Q&A: Darren Thomas, vice president of storage at Dell
By Benny Har-Even,
Last week Dell announced a range of new storage and server products as it looked to expand its offerings for the enterprise market. At the launch event we took the opportunity to sit down with Darren Thomas, vice president of storage for Dell, to tell us more about the company’s future direction in this area.
For those that may not know where Dell is coming from, how would you describe Dell’s 2010 vision and strategy in the storage and virtualisation space?
We’ve come out with what we refer to as the “Virtual Era” strategy. More and more customers are virtualising and need to virtualise to gain the efficiencies that they are seeking to obtain. That virtual strategy is really the confluence of servers, networking and storage coming together.
Now there are only a few companies that can do that…. some are [say] just a networking company, but Dell is both networking, storage and servers.. we are a strong partner in this virtual era, as we own a piece of the technology in all three spaces.
How does that strategy play out in terms on the actual products that you’ve just launched?
The strategy that we believe in is that each of the components that storage cares about – the capacity, the performance and the scalability - and also the software that controls it, are all key.
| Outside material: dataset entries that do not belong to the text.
//! Stream-manifest ad tracker
//!
//! The host hands over a stream handle once the stream request is made.
//! Activation builds the event-type to handler table and registers one
//! listener per entry; deactivation walks the same registrations and hands
//! each id back.

use super::progress::{Ad, AdBreak};
use super::{AdContext, AdSignal, AdTracker, ProviderEvent, ProviderKind};
use crate::events::{AdAttributes, CanonicalEvent};
use crate::player::{introspect, HostPlayer, ListenerId, ProviderResult};
use crate::types::{AdPosition, CuePoints, MediaError, Quartile};
use serde::{Deserialize, Serialize};
use std::collections::{BTreeMap, HashMap};
use std::sync::Arc;
use tracing::{debug, error, info};

/// Event types a stream handle dispatches
#[derive(Debug, Clone, Copy, PartialEq, Eq, Hash, Serialize, Deserialize)]
#[serde(rename_all = "snake_case")]
pub enum StreamEventKind {
    Loaded,
    StreamInitialized,
    Error,
    AdBreakStarted,
    AdBreakEnded,
    AdPeriodStarted,
    AdPeriodEnded,
    Started,
    FirstQuartile,
    Midpoint,
    ThirdQuartile,
    Complete,
    Skipped,
    Paused,
    Resumed,
    Click,
    VideoClicked,
    CuepointsChanged,
    TimedMetadata,
}

#[derive(Debug, Clone, Copy, PartialEq, Eq, Serialize, Deserialize)]
#[serde(rename_all = "lowercase")]
pub enum StreamType {
    Live,
    Vod,
}

#[derive(Debug, Clone, Default, PartialEq, Serialize, Deserialize)]
#[serde(default)]
pub struct StreamData {
    pub stream_id: Option<String>,
    pub url: Option<String>,
    pub ad_tag_parameters: BTreeMap<String, String>,
    pub stream_type: Option<StreamType>,
}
Products like EqualLogic have a real leadership position in all… of those.
[Often] customers need to change their strategies going forward. Those products that customers bought even before Dell bought EqualLogic, can download the firmware [5.0]. A customer that wants to add thin provisioning, this VMware vSphere technology, and run it today - can download it and run it in on the hardware they bought several years ago. That is unique in our industry. So Dell is delivering the ability for systems to grow and scale even through an evolutionary change like the virtual environment.
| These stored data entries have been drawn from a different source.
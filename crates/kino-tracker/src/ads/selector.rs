//! Ad provider selection
//!
//! Three paths can attach an ad tracker to a session:
//! - the ads plugin reports ready: first applicable provider in a fixed
//!   priority order, generic as fallback
//! - the first source load points at a stitching service: schedule tracker
//! - the host pushes a stream handle: stream tracker
//!
//! Whichever comes first wins; the slot refuses every later attachment.

use super::named::{NamedEventTracker, NamedFlavor};
use super::schedule::{ScheduleClient, ScheduleTracker};
use super::sdk::SdkTracker;
use super::stream::StreamTracker;
use super::{AdTracker, ProviderKind};
use crate::config::TrackerConfig;
use crate::player::HostPlayer;
use std::sync::Arc;
use tracing::{debug, info};

/// Providers tried when the ads plugin reports ready, in order
pub const ADS_READY_PRIORITY: [ProviderKind; 4] = [
    ProviderKind::SdkCallback,
    ProviderKind::Brightcove,
    ProviderKind::FreeWheel,
    ProviderKind::StreamManifest,
];

/// Pure capability probes over the host player
pub struct ProviderSelector;

impl ProviderSelector {
    /// Whether `kind` can serve this player right now
    pub fn is_applicable(kind: ProviderKind, player: &dyn HostPlayer, config: &TrackerConfig) -> bool {
        let caps = player.capabilities();
        match kind {
            ProviderKind::Generic => caps.ads_plugin,
            ProviderKind::SdkCallback => caps.ima_sdk,
            ProviderKind::Brightcove => caps.ima3_plugin,
            ProviderKind::FreeWheel => caps.freewheel_plugin,
            ProviderKind::StreamManifest => caps.stream_plugin && player.stream_manager().is_some(),
            ProviderKind::Schedule => Self::is_stitched_source(player.current_src().as_deref(), config),
        }
    }

    /// True when `src` points at the stitching service
    pub fn is_stitched_source(src: Option<&str>, config: &TrackerConfig) -> bool {
        src.is_some_and(|src| src.contains(&config.schedule.url_pattern))
    }

    /// Provider to attach when the ads plugin reports ready
    pub fn select_on_ads_ready(player: &dyn HostPlayer, config: &TrackerConfig) -> ProviderKind {
        ADS_READY_PRIORITY
            .into_iter()
            .find(|kind| Self::is_applicable(*kind, player, config))
            .unwrap_or(ProviderKind::Generic)
    }

    /// Build the tracker for `kind`. `None` when the provider's handle is
    /// missing.
    pub fn build(
        kind: ProviderKind,
        player: &dyn HostPlayer,
        schedule_client: &Arc<dyn ScheduleClient>,
    ) -> Option<Box<dyn AdTracker>> {
        let tracker: Box<dyn AdTracker> = match kind {
            ProviderKind::Generic => Box::new(NamedEventTracker::new(NamedFlavor::Generic)),
            ProviderKind::Brightcove => Box::new(NamedEventTracker::new(NamedFlavor::Brightcove)),
            ProviderKind::FreeWheel => Box::new(NamedEventTracker::new(NamedFlavor::FreeWheel)),
            ProviderKind::SdkCallback => Box::new(SdkTracker::new()),
            ProviderKind::StreamManifest => Box::new(StreamTracker::new(player.stream_manager()?)),
            ProviderKind::Schedule => Box::new(ScheduleTracker::new(
                player.current_src()?,
                schedule_client.clone(),
            )),
        };
        Some(tracker)
    }
}

/// Holds the session's ad tracker; the first attachment wins
#[derive(Default)]
pub struct AttachmentSlot {
    tracker: Option<Box<dyn AdTracker>>,
}

impl AttachmentSlot {
    pub fn new() -> Self {
        Self::default()
    }

    pub fn is_vacant(&self) -> bool {
        self.tracker.is_none()
    }

    /// Attach `tracker` unless one is already attached. Returns whether it
    /// was taken.
    pub fn attach(&mut self, tracker: Box<dyn AdTracker>) -> bool {
        if let Some(existing) = &self.tracker {
            debug!(
                attached = %existing.kind(),
                refused = %tracker.kind(),
                "Ad tracker already attached"
            );
            return false;
        }
        info!(tracker = %tracker.kind(), "Ad tracker attached");
        self.tracker = Some(tracker);
        true
    }

    pub fn kind(&self) -> Option<ProviderKind> {
        self.tracker.as_ref().map(|tracker| tracker.kind())
    }

    pub fn get(&self) -> Option<&dyn AdTracker> {
        self.tracker.as_deref()
    }

    pub fn get_mut(&mut self) -> Option<&mut (dyn AdTracker + 'static)> {
        self.tracker.as_deref_mut()
    }

    /// Remove the tracker, leaving the slot vacant
    pub fn take(&mut self) -> Option<Box<dyn AdTracker>> {
        self.tracker.take()
    }
}

#[cfg(test)]
mod tests {
    use super::*;
    use crate::player::PlayerCapabilities;
    use crate::replay::{ScriptedPlayer, ScriptedScheduleClient, ScriptedStreamManager};

    fn player_with(caps: PlayerCapabilities) -> ScriptedPlayer {
        let player = ScriptedPlayer::new("https://cdn.example.com/movie.m3u8");
        player.set_capabilities(caps);
        player
    }

    #[test]
    fn test_priority_order() {
        let config = TrackerConfig::default();
        let everything = PlayerCapabilities {
            ads_plugin: true,
            ima_sdk: true,
            ima3_plugin: true,
            freewheel_plugin: true,
            stream_plugin: true,
        };
        assert_eq!(
            ProviderSelector::select_on_ads_ready(&player_with(everything), &config),
            ProviderKind::SdkCallback
        );

        let no_sdk = PlayerCapabilities {
            ima_sdk: false,
            ..everything
        };
        assert_eq!(
            ProviderSelector::select_on_ads_ready(&player_with(no_sdk), &config),
            ProviderKind::Brightcove
        );

        let freewheel_only = PlayerCapabilities {
            ads_plugin: true,
            freewheel_plugin: true,
            ..PlayerCapabilities::default()
        };
        assert_eq!(
            ProviderSelector::select_on_ads_ready(&player_with(freewheel_only), &config),
            ProviderKind::FreeWheel
        );
    }

    #[test]
    fn test_generic_fallback() {
        let config = TrackerConfig::default();
        let player = player_with(PlayerCapabilities::default());
        assert_eq!(
            ProviderSelector::select_on_ads_ready(&player, &config),
            ProviderKind::Generic
        );
    }

    #[test]
    fn test_stream_plugin_needs_handle() {
        let config = TrackerConfig::default();
        let player = player_with(PlayerCapabilities {
            ads_plugin: true,
            stream_plugin: true,
            ..PlayerCapabilities::default()
        });
        assert_eq!(
            ProviderSelector::select_on_ads_ready(&player, &config),
            ProviderKind::Generic
        );

        player.set_stream_manager(Arc::new(ScriptedStreamManager::new()));
        assert_eq!(
            ProviderSelector::select_on_ads_ready(&player, &config),
            ProviderKind::StreamManifest
        );
    }

    #[test]
    fn test_stitched_source_probe() {
        let config = TrackerConfig::default();
        assert!(ProviderSelector::is_stitched_source(
            Some("https://x.mediatailor.us-east-1.amazonaws.com/v1/master/a/b/master.m3u8"),
            &config
        ));
        assert!(!ProviderSelector::is_stitched_source(
            Some("https://cdn.example.com/movie.m3u8"),
            &config
        ));
        assert!(!ProviderSelector::is_stitched_source(None, &config));
    }

    #[test]
    fn test_first_attachment_wins() {
        let player = ScriptedPlayer::new("https://cdn.example.com/movie.m3u8");
        let client: Arc<dyn ScheduleClient> = Arc::new(ScriptedScheduleClient::new(None, None));
        let mut slot = AttachmentSlot::new();

        let generic = ProviderSelector::build(ProviderKind::Generic, &player, &client).unwrap();
        assert!(slot.attach(generic));

        let sdk = ProviderSelector::build(ProviderKind::SdkCallback, &player, &client).unwrap();
        assert!(!slot.attach(sdk));
        assert_eq!(slot.kind(), Some(ProviderKind::Generic));
    }

    #[test]
    fn test_build_without_stream_handle() {
        let player = ScriptedPlayer::new("https://cdn.example.com/movie.m3u8");
        let client: Arc<dyn ScheduleClient> = Arc::new(ScriptedScheduleClient::new(None, None));
        assert!(ProviderSelector::build(ProviderKind::StreamManifest, &player, &client).is_none());
    }
}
What would you say was the key differentiator to strategies of the recent past?
Intelligent data management means that we need to be able to manage the data, not just the device. In the old days, just a few years ago, it was everything you heard people talk about. Today what you heard us talk about is managing the data itself.
We talked about the software that automatically detects when pages get hit harder. Well how do we do that? We have to be aware of the access of the data. It’s not about whether the drives are turning or the fans, this is about what’s happening to the data.
With this emphasis on data rather than hardware - would you say then that we’ve in the virtualisation 2.0 era?
I would say that’s a good answer. I would tongue-in-cheek almost tell you that it’s virtualisation 3.0. Storage devices virtualised in the 60s, the 70s and the 80s, we took away the context of block, then we took the disk away and made volumes, and now with products such as EqualLogic, we’ve taken the volume away, and we just talk about capacity. But that was inside the device. Server virtualisation was able to virtualise within the server, and that impacted on the application, that impacted the deployment, that impacted the total cost of ownership – and the automation involved in doing deployments.